Copy all of the entries that follow, exactly.

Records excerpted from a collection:
- - - - - - -

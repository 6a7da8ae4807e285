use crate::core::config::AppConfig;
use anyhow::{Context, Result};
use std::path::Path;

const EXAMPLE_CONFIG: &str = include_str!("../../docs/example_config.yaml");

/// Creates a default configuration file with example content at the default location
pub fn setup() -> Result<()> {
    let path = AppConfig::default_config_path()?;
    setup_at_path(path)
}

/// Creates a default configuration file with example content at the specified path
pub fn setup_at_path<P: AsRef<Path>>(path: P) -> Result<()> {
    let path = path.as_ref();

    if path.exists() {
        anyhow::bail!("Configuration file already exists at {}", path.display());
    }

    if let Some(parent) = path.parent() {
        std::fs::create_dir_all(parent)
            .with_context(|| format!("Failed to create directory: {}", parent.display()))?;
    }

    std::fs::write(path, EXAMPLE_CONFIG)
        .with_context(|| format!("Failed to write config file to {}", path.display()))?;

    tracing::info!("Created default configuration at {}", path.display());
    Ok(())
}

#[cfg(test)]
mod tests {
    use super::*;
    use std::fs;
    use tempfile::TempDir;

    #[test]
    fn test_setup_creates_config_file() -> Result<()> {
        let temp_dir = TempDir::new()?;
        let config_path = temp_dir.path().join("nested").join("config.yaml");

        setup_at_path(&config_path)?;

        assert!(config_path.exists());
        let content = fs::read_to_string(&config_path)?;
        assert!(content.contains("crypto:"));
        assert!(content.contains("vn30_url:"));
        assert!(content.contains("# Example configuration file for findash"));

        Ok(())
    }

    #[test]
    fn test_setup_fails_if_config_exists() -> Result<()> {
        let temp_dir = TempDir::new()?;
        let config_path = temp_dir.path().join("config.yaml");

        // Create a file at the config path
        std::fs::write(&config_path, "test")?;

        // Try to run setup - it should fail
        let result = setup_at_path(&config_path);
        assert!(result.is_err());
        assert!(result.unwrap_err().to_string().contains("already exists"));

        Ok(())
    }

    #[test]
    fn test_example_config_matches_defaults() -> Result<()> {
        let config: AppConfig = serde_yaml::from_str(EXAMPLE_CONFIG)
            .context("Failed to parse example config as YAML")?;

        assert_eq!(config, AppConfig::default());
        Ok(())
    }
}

- - - - - - -

Output for this task -
repository 6a7da8ae4807e285
use crate::core::config::AppConfig;
use anyhow::{Context, Result};
use std::path::Path;

const EXAMPLE_CONFIG: &str = include_str!("../../docs/example_config.yaml");

/// Creates a default configuration file with example content at the default location
pub fn setup() -> Result<()> {
    let path = AppConfig::default_config_path()?;
    setup_at_path(path)
}

/// Creates a default configuration file with example content at the specified path
pub fn setup_at_path<P: AsRef<Path>>(path: P) -> Result<()> {
    let path = path.as_ref();

    if path.exists() {
        anyhow::bail!("Configuration file already exists at {}", path.display());
    }

    if let Some(parent) = path.parent() {
        std::fs::create_dir_all(parent)
            .with_context(|| format!("Failed to create directory: {}", parent.display()))?;
    }

    std::fs::write(path, EXAMPLE_CONFIG)
        .with_context(|| format!("Failed to write config file to {}", path.display()))?;

    tracing::info!("Created default configuration at {}", path.display());
    Ok(())
}

#[cfg(test)]
mod tests {
    use super::*;
    use std::fs;
    use tempfile::TempDir;

    #[test]
    fn test_setup_creates_config_file() -> Result<()> {
        let temp_dir = TempDir::new()?;
        let config_path = temp_dir.path().join("nested").join("config.yaml");

        setup_at_path(&config_path)?;

        assert!(config_path.exists());
        let content = fs::read_to_string(&config_path)?;
        assert!(content.contains("crypto:"));
        assert!(content.contains("vn30_url:"));
        assert!(content.contains("# Example configuration file for findash"));

        Ok(())
    }

    #[test]
    fn test_setup_fails_if_config_exists() -> Result<()> {
        let temp_dir = TempDir::new()?;
        let config_path = temp_dir.path().join("config.yaml");

        // Create a file at the config path
        std::fs::write(&config_path, "test")?;

        // Try to run setup - it should fail
        let result = setup_at_path(&config_path);
        assert!(result.is_err());
        assert!(result.unwrap_err().to_string().contains("already exists"));

        Ok(())
    }

    #[test]
    fn test_example_config_matches_defaults() -> Result<()> {
        let config: AppConfig = serde_yaml::from_str(EXAMPLE_CONFIG)
            .context("Failed to parse example config as YAML")?;

        assert_eq!(config, AppConfig::default());
        Ok(())
    }
}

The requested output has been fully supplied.